Killingsworth, M. A., & Gilbert, D. T. 2010. A wandering mind is an unhappy mind. Science, 330: 932.



Blog #2

The topics we have covered over the 5-10 week period all include ways in which we can improve our well being. I think one of my favorite topics would have to be positive emotions in positive psychology. In that weeks reading, the author noted, “Positive emotions serve as markers of flourishing, or optimal well-being” (Fredrickson, p. 2). If you can learn how to understand your emotions and improve upon them, you can better yourself in many aspects that we have discussed over the last several weeks. This can then allow for healthy relationships, increased energy, and happiness! I cannot speak for everybody, but when I take time to stay in tune with how I am feeling I am overall happier. As a result, I have better interactions with people, increase my mood, workout more, and feel like everything is under control. Although all of the topics we have discussed are aimed at specific aspect of life (health, relationships, emotions), they all revolve around our well-being.

The activity that has helped increase my well-being is the eat, sleep, move activity. Although I had the eating group, I participated in all three. I noticed that on the days that I ate better I exercised more and got better sleep. It seems as if it is a domino effect.

Over the last 10 weeks I have really learned what it means to be mindful and how I can incorporate that into my everyday routine. I focus on being mindful on my walk to each class. This has helped decrease my anxiety and boost my overall mood. I loved the experimental yoga class. I had always thought about trying yoga but have never followed through. That class was really calming for me and in turn, I had a low stress day. I am now seriously considering the yoga class!







Citation: L. Fredrickson, “The role of positive emotions in positive psychology: the broaden-and-build theory of positive emotions,” American Psychologist, vol. 56, no. 3, pp. 218–226, 2001.


The First Four Weeks

The First Four Weeks

So far, this course has truly taught me how to become more mindful and aware of the steps I can take to improve my happiness. We began the semester by finding where we each fall on the Keyes flourishing scale. This scale helps one determine the state of their mental health. Keyes uses the word “flourishing” to describe mentally healthy adults and the word “languishing” to describe no presence of a mental illness. I think it was a great way to begin the semester because this allowed us to know where we stand before learning content that can help us improve.


It was surprising to me to learn that genetics play a big role when it comes to happiness (50%). This surprised me because I have always heard different things due to the nature vs. nurture argument. It was also surprising to learn how common disorders such as anxiety and depression are. Both anxiety and depression are believed to stem from the same biological vulnerability and can vary in severity. There are different forms of anxiety such as OCD and certain phobias.

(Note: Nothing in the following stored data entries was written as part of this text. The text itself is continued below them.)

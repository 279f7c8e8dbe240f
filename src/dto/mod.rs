//! Request payloads and their form validation rules.

pub mod auth;
pub mod catalog;
pub mod orders;
pub mod payments;
pub mod production;
pub mod setup;
mod validators;

pub use auth::*;
pub use catalog::*;
pub use orders::*;
pub use payments::*;
pub use production::*;
pub use setup::*;
pub use validators::{INVENTORY_CATEGORIES, MAX_CUSTOMIZATION_OPTIONS};
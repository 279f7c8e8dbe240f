use sea_orm::entity::prelude::*;
use serde::{Deserialize, Serialize};

#[derive(Clone, Debug, PartialEq, Eq, DeriveEntityModel, Serialize, Deserialize)]
#[sea_orm(table_name = "production_materials")]
pub struct Model {
    #[sea_orm(primary_key, auto_increment = false)]
    pub production_id: i32,
    #[sea_orm(primary_key, auto_increment = false)]
    pub material_id: i32,
}

#[derive(Copy, Clone, Debug, EnumIter, DeriveRelation)]
pub enum Relation {
    #[sea_orm(
        belongs_to = "super::production::Entity",
        from = "Column::ProductionId",
        to = "super::production::Column::JobId",
        on_delete = "Cascade"
    )]
    Production,
    #[sea_orm(
        belongs_to = "super::inventory::Entity",
        from = "Column::MaterialId",
        to = "super::inventory::Column::MaterialId",
        on_delete = "Cascade"
    )]
    Material,
}

impl ActiveModelBehavior for ActiveModel {}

A way people can improve their mental health is through positive psychology. Positive psychology uses understanding and appropriate aid to achieve a satisfactory life. Some way people can practice positive psychology is through an act of kindness, practicing optimism, and meditating on positive feelings.


The exercise I have found the most beneficial in my life is the three good things assignment. By completing this assignment, I realized that I spend a good majority of my time focusing on the negative things that happen each day rather than the positives. I also noticed that by physically writing down all of the good things, I am much more happy! This is an exercise I will continue to use and encourage others to use because I believe if we simply focused on the positives, the world would be a much better place. Another practice I have enjoyed in mindfulness. I have found myself stopping, breathing, and taking in that moment. I have found that afterwards, I have a much more peaceful feeling. I have recommended mindfulness practices to struggling peers and have heard positive feedback!

Overall, I have learned so much in this course. The topics we have covered all connect because they contain information that helps us to understand as well as improve our mental health. They also differ because some are specific to certain types of mental health.